Is this a reflection of the caste system of Indian society, where removing waste is somebody else’s business? Or is it a reflection of current governance systems, where water and waste are government’s business, and within that the business of a lowly water and sanitation bureaucracy? Or is it simply a reflection of Indian society’s extreme arrogance—it believes it can fix it all as and when it gets rich; that water scarcity and waste are only a temporary problem; that once it gets rich, infrastructure will be built, water will flow and the embarrassing stink of excreta in cities will just disappear. 

It is clear Indians know little about the water they use and the waste they discharge. We at CSE had to collect data the hard way—city by city, ferreting out the material from government offices, which are rarely visited by researchers. The second volume—71 cities: water-excreta survey—of the seventh citizens’ report puts together individual city profiles. Each city is mapped to know more about its past, current and future water footprint. Each city is mapped to know more about where the waste generated from such use of water goes. It is a geography lesson that’s essential to learn.

It was way back in the late 1990s that environmentalist Anil Agarwal, who conceived and crafted the State of India’s Environment reports, had said one needs to understand the political economy of defecation, where the rich are subsidised to excrete in convenience.

Now when we researched for this report, which explains the political economy of defecation, we were struck by one fact that should make us all angry, really angry. We found countless instances where a city’s drain, called nullah today, was actually a river. Delhi residents are familiar with Najafgarh drain, which discharges the city’s waste into the Yamuna. But most of them do not know that this “drain” has its source in the lake Sahibi. Now Sahibi is gone, and what has replaced it in living memory is a drain carrying only filth, not water. Worse, New Gurgaon is now dumping its sewage into the same Najafgarh jheel (lake).

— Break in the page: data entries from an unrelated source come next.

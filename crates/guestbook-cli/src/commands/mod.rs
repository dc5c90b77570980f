//! Command handlers

pub mod changes;
pub mod config;
pub mod serve;
pub mod updates;
pub mod visitors;

use anyhow::{Context, Result};

use guestbook_core::{Client, Config};

/// Client for the configured database server, failing when none is set
pub(crate) fn require_client(config: &Config) -> Result<Client> {
    config.database_client()?.with_context(|| {
        format!(
            "No database configured. Set CLOUDANT_URL or database_url in {}",
            Config::config_file_path().display()
        )
    })
}
//! Changes command handler

use anyhow::{Context, Result};

use guestbook_core::{Config, Feed, Options};

use crate::output::Output;

use super::require_client;

/// Flags of `guestbook changes`
#[derive(Debug, Clone, Default)]
pub struct ChangesArgs {
    pub continuous: bool,
    pub since: Option<String>,
    pub include_docs: bool,
    pub limit: Option<u64>,
}

impl ChangesArgs {
    /// Query options for the `_changes` request
    pub fn to_options(&self) -> Options {
        let mut options = Options::new();
        if self.continuous {
            options.set("feed", "continuous");
        }
        if let Some(since) = &self.since {
            options.set("since", since.as_str());
        }
        if self.include_docs {
            options.set("include_docs", true);
        }
        if let Some(limit) = self.limit {
            options.set("limit", limit);
        }
        options
    }
}

/// Print changes to the guestbook database until the feed ends
pub fn follow(config: &Config, args: &ChangesArgs, output: &Output) -> Result<()> {
    let client = require_client(config)?;
    let db = client.db(&config.db_name);

    let mut feed = db
        .changes(&args.to_options())
        .with_context(|| format!("Failed to open changes feed of '{}'", config.db_name))?;
    feed.for_each_event(|event| output.print_change(event))
        .context("Changes feed failed")?;

    output.print_last_seq(feed.last_seq());
    Ok(())
}

#[cfg(test)]
mod tests {
    use super::*;
    use serde_json::Value;

    #[test]
    fn test_default_options_are_empty() {
        assert!(ChangesArgs::default().to_options().is_empty());
    }

    #[test]
    fn test_options_from_flags() {
        let args = ChangesArgs {
            continuous: true,
            since: Some("now".to_string()),
            include_docs: true,
            limit: Some(10),
        };
        let options = args.to_options();
        assert_eq!(options.get("feed"), Some(&Value::from("continuous")));
        assert_eq!(options.get("since"), Some(&Value::from("now")));
        assert_eq!(options.get("include_docs"), Some(&Value::from(true)));
        assert_eq!(options.get("limit"), Some(&Value::from(10u64)));
    }
}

Buddha Nullah in Ludhiana is referred to as a drain because it is that—full of stench and filth. But not so long ago Buddha was called darya (river). It was a clean freshwater stream. One generation has changed its form and name.

The Mithi is Maximum City’s shame. When floods drowned Mumbai in 2005, it learnt it had a clogged drain called Mithi, marred by encroachments. It did not realise that the Mithi had not shamed the city, the city had shamed the Mithi. This “drain”, which originates near the city, is really a river. It was recognised as a river. It flowed like one. But today even official environmental status report calls this living river a storm water drain. One more city has lost its river. These lost rivers are our collective shame. 

But should Indians be surprised? Today they take water from their rivers—for irrigation, drinking and hydro-electric plants—and give back waste. Water no more flows in its rivers. It is the load of excreta and industrial effluent.

Indians should be angry over the loss of rivers. More worryingly, if they do not change their ways they will lose the remaining rivers, lakes and other water bodies. This generation will then not just be pitied for losing rivers, but accused of committed deliberate “hydrocide”. Coming generations will forget that the Yamuna, Cauvery and the Damodar were rivers. They will know them as drains, only drains.